Spotlight on Hip-Hop with the Hip-Hop Roundtable

Scott Burnstein • August 2023Modern Band • August 20, 2023

As the lights dimmed on the audience, the conclusion of the Hip-Hop Roundtable keynote at the Modern Band Summit ended as it began, with spontaneous music making. Dr. Jason Rawls spun some tracks while a few random audience members jumped on guitar, bass, and drums to take over the groove while the audience clapped along to the beat. Y? jumped in with his poetic flow, creating lyrics as he wandered through the audience, taking word cues from attendees and weaving it into his tapestry. Slowly the DJ samples faded while the live band improvised, matching their intensity and dynamics with the lyrics. The session ended with some full audience call and response and lots of inspiration about the state of hip-hop in music education.

This session was a culmination of the work of the Hip-Hop Roundtable, a collective of artist educators that formed in 2021, partnering with Music Will to try and promote the artform for all teachers.  Over the past two years they have discussed, created, and developed resources and standards for hip-hop education in the classroom, including lesson plans, standards, professional development, and learning strands. This year at the 11th annual Modern Band Summit, these icons of hip-hop education, Martha Diaz, Dr. Jason Rawls, Toki Wright, Y?, and Queen Herawin presented a keynote demonstrating these ideals, as well as interactive breakouts with participants.

Over the next year, we hope to present the activities and standards for starting to implement hip-hop in your classroom, but for now, here are some of the thoughts and quotes from the keynote to get the creative juices flowing.
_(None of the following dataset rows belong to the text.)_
//! Traffic policy — weighted primary split plus independent shadow fan-out

use serde::{Deserialize, Serialize};
use std::collections::BTreeMap;

use crate::error::{Result, ServeError};

/// Tolerance on the sum of weights
pub const WEIGHT_EPSILON: f64 = 1e-6;

/// Per-endpoint traffic policy
///
/// Both maps are ordered by backend tag so selection is a pure function of
/// the random draw.
#[derive(Debug, Clone, Default, PartialEq, Serialize, Deserialize)]
pub struct TrafficPolicy {
    /// backend tag → weight; sums to 1.0 whenever non-empty
    #[serde(default)]
    pub weights: BTreeMap<String, f64>,
    /// backend tag → proportion of requests duplicated to it
    #[serde(default)]
    pub shadow: BTreeMap<String, f64>,
}

impl TrafficPolicy {
    /// Build a policy from primary weights, validating the distribution
    pub fn new(weights: BTreeMap<String, f64>) -> Result<Self> {
        validate_weights(&weights)?;
        Ok(Self {
            weights,
            shadow: BTreeMap::new(),
        })
    }

    /// A policy sending all traffic to one backend
    pub fn single(backend: impl Into<String>) -> Self {
        let mut weights = BTreeMap::new();
        weights.insert(backend.into(), 1.0);
        Self {
            weights,
            shadow: BTreeMap::new(),
        }
    }

    /// Replace the primary weights; shadows are left untouched
    pub fn set_weights(&mut self, weights: BTreeMap<String, f64>) -> Result<()> {
        validate_weights(&weights)?;
        self.weights = weights;
        Ok(())
    }

    /// Set or clear (proportion 0) a shadow entry
    pub fn set_shadow(&mut self, backend: &str, proportion: f64) -> Result<()> {
        validate_proportion(proportion)?;
        if self.carries_primary(backend) {
            return Err(ServeError::Conflict(format!(
                "backend '{}' already receives primary traffic for this endpoint",
                backend
            )));
        }
        if proportion == 0.0 {
            self.shadow.remove(backend);
        } else {
            self.shadow.insert(backend.to_string(), proportion);
        }
        Ok(())
    }

    /// Whether a backend receives a non-zero share of primary traffic
    pub fn carries_primary(&self, backend: &str) -> bool {
        self.weights.get(backend).is_some_and(|w| *w > 0.0)
    }

    /// Whether the policy mentions a backend in either map
    pub fn references(&self, backend: &str) -> bool {
        self.weights.contains_key(backend) || self.shadow.contains_key(backend)
    }

    /// Every backend tag mentioned by the policy
    pub fn backends(&self) -> impl Iterator<Item = &String> {
        self.weights.keys().chain(self.shadow.keys())
    }

    /// Select the primary backend for a draw in `[0, 1)`.
    ///
    /// Walks the cumulative distribution in tag order. A draw that lands past
    /// the accumulated total (float rounding) goes to the last positive weight.
    pub fn select(&self, draw: f64) -> Option<&str> {
        let mut cumulative = 0.0;
        let mut last_positive = None;
        for (tag, weight) in &self.weights {
            if *weight <= 0.0 {
                continue;
            }
            cumulative += weight;
            last_positive = Some(tag.as_str());
            if draw < cumulative {
                return last_positive;
            }
        }
        last_positive
    }

    /// Shadow targets chosen for one request, one independent draw per entry
    pub fn select_shadows<F>(&self, mut draw: F) -> Vec<&str>
    where
        F: FnMut() -> f64,
    {
        self.shadow
            .iter()
            .filter(|(_, proportion)| draw() < **proportion)
            .map(|(tag, _)| tag.as_str())
            .collect()
    }
}

/// Check a primary weight map: finite, non-negative, summing to 1.0 ± ε
pub fn validate_weights(weights: &BTreeMap<String, f64>) -> Result<()> {
    if weights.is_empty() {
        return Err(ServeError::Validation(
            "traffic weights must name at least one backend".to_string(),
        ));
    }
    for (tag, weight) in weights {
        if !weight.is_finite() || *weight < 0.0 {
            return Err(ServeError::Validation(format!(
                "weight for backend '{}' must be a non-negative number, got {}",
                tag, weight
            )));
        }
    }
    let total: f64 = weights.values().sum();
    if (total - 1.0).abs() > WEIGHT_EPSILON {
        return Err(ServeError::Validation(format!(
            "traffic weights must sum to 1, currently they sum to {}",
            total
        )));
    }
    Ok(())
}

fn validate_proportion(proportion: f64) -> Result<()> {
    if !proportion.is_finite() || !(0.0..=1.0).contains(&proportion) {
        return Err(ServeError::Validation(format!(
            "shadow proportion must be a number from 0 to 1, got {}",
            proportion
        )));
    }
    Ok(())
}

#[cfg(test)]
mod tests {
    use super::*;

    fn weights(pairs: &[(&str, f64)]) -> BTreeMap<String, f64> {
        pairs.iter().map(|(k, v)| (k.to_string(), *v)).collect()
    }

    #[test]
    fn test_single_backend_always_selected() {
        let policy = TrafficPolicy::single("v1");
        for draw in [0.0, 0.3, 0.999_999] {
            assert_eq!(policy.select(draw), Some("v1"));
        }
    }

    #[test]
    fn test_70_30_split_is_deterministic() {
        let policy = TrafficPolicy::new(weights(&[("A", 0.7), ("B", 0.3)])).unwrap();
        for i in 0..1000 {
            let draw = i as f64 / 1000.0;
            let expected = if draw < 0.7 { "A" } else { "B" };
            assert_eq!(policy.select(draw), Some(expected), "draw {}", draw);
        }
    }

    #[test]
    fn test_order_is_lexicographic_not_insertion() {
        let policy = TrafficPolicy::new(weights(&[("zeta", 0.5), ("alpha", 0.5)])).unwrap();
        assert_eq!(policy.select(0.1), Some("alpha"));
        assert_eq!(policy.select(0.6), Some("zeta"));
    }

    #[test]
    fn test_zero_weight_never_selected() {
        let policy =
            TrafficPolicy::new(weights(&[("a", 0.0), ("b", 1.0), ("c", 0.0)])).unwrap();
        for i in 0..100 {
            assert_eq!(policy.select(i as f64 / 100.0), Some("b"));
        }
    }

    #[test]
    fn test_rounding_overflow_goes_to_last_positive() {
        let policy = TrafficPolicy {
            weights: weights(&[("a", 0.5), ("b", 0.4999999), ("c", 0.0)]),
            shadow: BTreeMap::new(),
        };
        assert_eq!(policy.select(0.99999999), Some("b"));
    }

    #[test]
    fn test_empty_policy_selects_nothing() {
        assert_eq!(TrafficPolicy::default().select(0.5), None);
    }

    #[test]
    fn test_weights_must_sum_to_one() {
        let err = TrafficPolicy::new(weights(&[("a", 0.5), ("b", 0.6)])).unwrap_err();
        assert!(err.to_string().contains("sum to 1"));
        assert!(TrafficPolicy::new(weights(&[("a", 0.1), ("b", 0.2), ("c", 0.7)])).is_ok());
    }

    #[test]
    fn test_weights_reject_negative_and_nan() {
        assert!(TrafficPolicy::new(weights(&[("a", 1.5), ("b", -0.5)])).is_err());
        assert!(TrafficPolicy::new(weights(&[("a", f64::NAN)])).is_err());
        assert!(TrafficPolicy::new(BTreeMap::new()).is_err());
    }

    #[test]
    fn test_set_weights_keeps_shadow() {
        let mut policy = TrafficPolicy::single("a");
        policy.set_shadow("s", 0.2).unwrap();
        policy.set_weights(weights(&[("a", 0.5), ("b", 0.5)])).unwrap();
        assert_eq!(policy.shadow.get("s"), Some(&0.2));
    }

    #[test]
    fn test_failed_set_weights_leaves_policy() {
        let mut policy = TrafficPolicy::single("a");
        assert!(policy.set_weights(weights(&[("b", 0.3)])).is_err());
        assert_eq!(policy, TrafficPolicy::single("a"));
    }

    #[test]
    fn test_shadow_zero_removes_entry() {
        let mut policy = TrafficPolicy::single("a");
        policy.set_shadow("s", 0.5).unwrap();
        assert!(policy.references("s"));
        policy.set_shadow("s", 0.0).unwrap();
        assert!(!policy.references("s"));
        assert!(policy.select_shadows(|| 0.0).is_empty());
    }

    #[test]
    fn test_shadow_conflicts_with_primary() {
        let mut policy = TrafficPolicy::single("a");
        let err = policy.set_shadow("a", 0.5).unwrap_err();
        assert!(matches!(err, ServeError::Conflict(_)));
    }

    #[test]
    fn test_shadow_proportion_range() {
        let mut policy = TrafficPolicy::single("a");
        assert!(policy.set_shadow("s", 1.5).is_err());
        assert!(policy.set_shadow("s", -0.1).is_err());
        assert!(policy.set_shadow("s", 1.0).is_ok());
    }

    #[test]
    fn test_select_shadows_independent_draws() {
        let mut policy = TrafficPolicy::single("a");
        policy.set_shadow("s1", 0.5).unwrap();
        policy.set_shadow("s2", 0.5).unwrap();

        let mut draws = vec![0.4, 0.6].into_iter();
        let chosen = policy.select_shadows(|| draws.next().unwrap());
        assert_eq!(chosen, vec!["s1"]);
    }

    #[test]
    fn test_backends_lists_both_maps() {
        let mut policy = TrafficPolicy::single("a");
        policy.set_shadow("s", 0.1).unwrap();
        let all: Vec<_> = policy.backends().cloned().collect();
        assert_eq!(all, vec!["a".to_string(), "s".to_string()]);
    }
}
Martha Diaz has been working on bringing hip-hop education to the front for years, as a community activist, educator, and chair of archives, curatorial, and education at the Universal Hip-Hop Museum.  She has also served as the defacto head of the Roundtable and spoke on how hip-hop and education have always gone together.  “Since the beginning, hip-hop has been educational, peer to peer learning,” she stated over some strummed guitar chords while the group formed a cipher on the stage, sitting in a circle in the way you would see groups of rappers form up while practicing their craft.

One of the resident artists of the group, Y?, is the founder of Creative Expressions and is an accomplished emcee as well as guitarist. He spent time reminding the audience that we are all musical, and we need to stay away from the culture of music being a threatening and competitive art. “We play music, we make music. Feel your heartbeat,” he told the audience, “And on the count of three, say something, anything.”  They all shouted their response, to which he replied, “That’s saying something over a beat. Something with pitch, tone, timbre, texture. When did we forget that’s music? There is a whole soundtrack we are all making together at all times, and being around each other is a great polyrhythm.”

Queen Herawin, who among her many accolades is a hip-hop artist and cultural ambassador, spends time working around the globe with hip-hop education. She notes how important it is for cultivating relationships with our young people.  “Part our job is curriculum, standards, word walls, assessment, PDs, all of it, but you need to figure out how to connect with who each and every one of your students is, to really see them.  There is something special in every one of them, and our job is to connect to that and bring it out.”

Hip-hop producer and professor at Ohio State University’s Dr. Jason Rawls opened the session by playing some R&B history, then showing how those tunes made up many of the samples of today’s current hip-hop.  He discussed his own history with the genre and how important he sees the culture as a key piece in learning. “People take hip-hop and throw it out there like a flashy penny, saying ‘I do hip-hop in my classroom, I brought in some Tupac lyrics.’ But did you talk about the culture? The aesthetic?”

Two-time Emmy Award winner and professor of hip-hop at the Berklee School of Music, Toki Wright added to the importance of the way and amount of hip-hop to include in your music class. “It’s important to think about how long hip-hop hasn’t been part of your classroom. If you want to incorporate it in a fair and equitable way, you need to spend a lot of time on it.  Doing it just as a module that happens one semester, or one week, or a fun game you do one time, you are not going to get it. Hip-hop is about decentralizing your classroom, taking yourself out of the seat of being the authority of all things. Creating a space where young people have an opportunity to speak their minds, to play the way they play, loudly!”